**Data excerpts:**
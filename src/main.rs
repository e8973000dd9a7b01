//! Projects CLI
//!
//! Command-line interface for the Projects API

use anyhow::Context;
use clap::Parser;
use projects_sdk::cli::{Cli, Runner};
use tracing::Level;

#[tokio::main]
async fn main() {
    let cli = Cli::parse();

    // Logs go to stderr so stdout stays valid JSON
    let level = if cli.verbose { Level::DEBUG } else { Level::WARN };
    tracing_subscriber::fmt()
        .with_writer(std::io::stderr)
        .with_env_filter(
            tracing_subscriber::EnvFilter::from_default_env().add_directive(level.into()),
        )
        .init();

    if let Err(e) = run(cli).await {
        eprintln!("Error: {e:#}");
        std::process::exit(1);
    }
}

async fn run(cli: Cli) -> anyhow::Result<()> {
    let command = format!("{:?}", cli.command);
    Runner::new(cli)
        .run()
        .await
        .with_context(|| format!("{command} failed"))
}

**What is being asked:**
All of the material above is to be retyped word for word.

**Response for this exercise:**
filename src/main.rs
repository e8973000dd9a7b01
//! Projects CLI
//!
//! Command-line interface for the Projects API

use anyhow::Context;
use clap::Parser;
use projects_sdk::cli::{Cli, Runner};
use tracing::Level;

#[tokio::main]
async fn main() {
    let cli = Cli::parse();

    // Logs go to stderr so stdout stays valid JSON
    let level = if cli.verbose { Level::DEBUG } else { Level::WARN };
    tracing_subscriber::fmt()
        .with_writer(std::io::stderr)
        .with_env_filter(
            tracing_subscriber::EnvFilter::from_default_env().add_directive(level.into()),
        )
        .init();

    if let Err(e) = run(cli).await {
        eprintln!("Error: {e:#}");
        std::process::exit(1);
    }
}

async fn run(cli: Cli) -> anyhow::Result<()> {
    let command = format!("{:?}", cli.command);
    Runner::new(cli)
        .run()
        .await
        .with_context(|| format!("{command} failed"))
}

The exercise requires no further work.